Although I have no experience in the field of advertising or business, I once dated for six months a man who had a degree in marketing. Close enough. It’s very difficult to pinpoint where to start, seeing as there are so many questions to ask, but I would like to begin by posing this to all advertisers … do you think the buying public is that stupid? Now admittedly, many people are stupid. That’s what makes it so hard for the rest of us. Advertisers seem to be dealing to the lowest common denominator and that is low indeed. And maybe that’s the explanation right there. Question asked and answered? I most assuredly hope not because I’ve got to write another six hundred fifty words until I can submit this column.

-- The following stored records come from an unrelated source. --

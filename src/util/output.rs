//! Atomic file output
//!
//! Encoded mockups are written to a temporary file in the destination
//! directory, flushed to disk, and then renamed over the target. Readers of
//! the target path see either the previous file or the complete new one,
//! never a partial write. On failure the temporary file is removed.

use std::{
    io::Write,
    path::{Path, PathBuf},
};

use tempfile::NamedTempFile;

use crate::error::{MockupError, MockupResult};

/// Directory a temporary file for `path` should live in
///
/// The temp file must share a filesystem with the target for the final
/// rename to be atomic.
fn staging_dir(path: &Path) -> PathBuf {
    match path.parent() {
        Some(parent) if !parent.as_os_str().is_empty() => parent.to_path_buf(),
        _ => PathBuf::from("."),
    }
}

/// Writes `data` to `path` atomically, returning the number of bytes written
///
/// An existing file at `path` is replaced.
///
/// # Examples
///
/// ```
/// use device_mockup::util::output::write_atomic;
///
/// let dir = tempfile::tempdir().unwrap();
/// let path = dir.path().join("output.png");
///
/// let size = write_atomic(&path, b"png bytes").unwrap();
/// assert_eq!(size, 9);
/// assert_eq!(std::fs::read(&path).unwrap(), b"png bytes");
/// ```
pub fn write_atomic(path: &Path, data: &[u8]) -> MockupResult<u64> {
    let write_failed = |reason: String| MockupError::WriteFailed {
        path: path.to_path_buf(),
        reason,
    };

    let mut staged =
        NamedTempFile::new_in(staging_dir(path)).map_err(|e| write_failed(e.to_string()))?;

    staged
        .write_all(data)
        .and_then(|_| staged.flush())
        .and_then(|_| staged.as_file().sync_all())
        .map_err(|e| write_failed(e.to_string()))?;

    staged
        .persist(path)
        .map_err(|e| write_failed(e.error.to_string()))?;

    tracing::debug!("Wrote {} bytes to {}", data.len(), path.display());
    Ok(data.len() as u64)
}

Because most of us resent ads, we tend not to pay too close attention to them. I realize there is now some great gadget you can put on your TV and record shows and then zip through the ads without watching them. Whoever invented this deserves, it seems on the surface, a Nobel Prize at a minimum. But it’s sort of cheating. The advertisers’ fees pay to broadcast the shows. I’m torn about the morality of all this but since I rarely watch TV that dilemma is a pretty far down on my priority list of things to ponder. And I’m watching a TV that is attached to the wall with a big wire and that big wire goes to an old-fashioned tower television antenna. Antiquated but it works. And it’s free. But if you people with 2020-era technology don’t hit the skip button or leave the room quickly enough, you will be entertained by ads featuring mind-expanding statements such as “farm-grown potatoes.” Doesn’t that sound nice and organic and wholesome? A potato grown right on an actual farm. But where else would you grow a potato? Your living room? True, at times my house has been dirty enough to support a small crop of Russet potatoes under the couch but I certainly could not go into commercial agricultural production from there. There are probably hydroponic greenhouses that grow potatoes without the benefit of dirt but these are technically farms, too. It’s possible what they’re trying to point out is that the potatoes were grown in dirt. Mentioning dirt in the same breath as one’s food is not a sure-fire way to sell potatoes, though. The end expectation is that we’re supposed to be thrilled crops are grown on farms.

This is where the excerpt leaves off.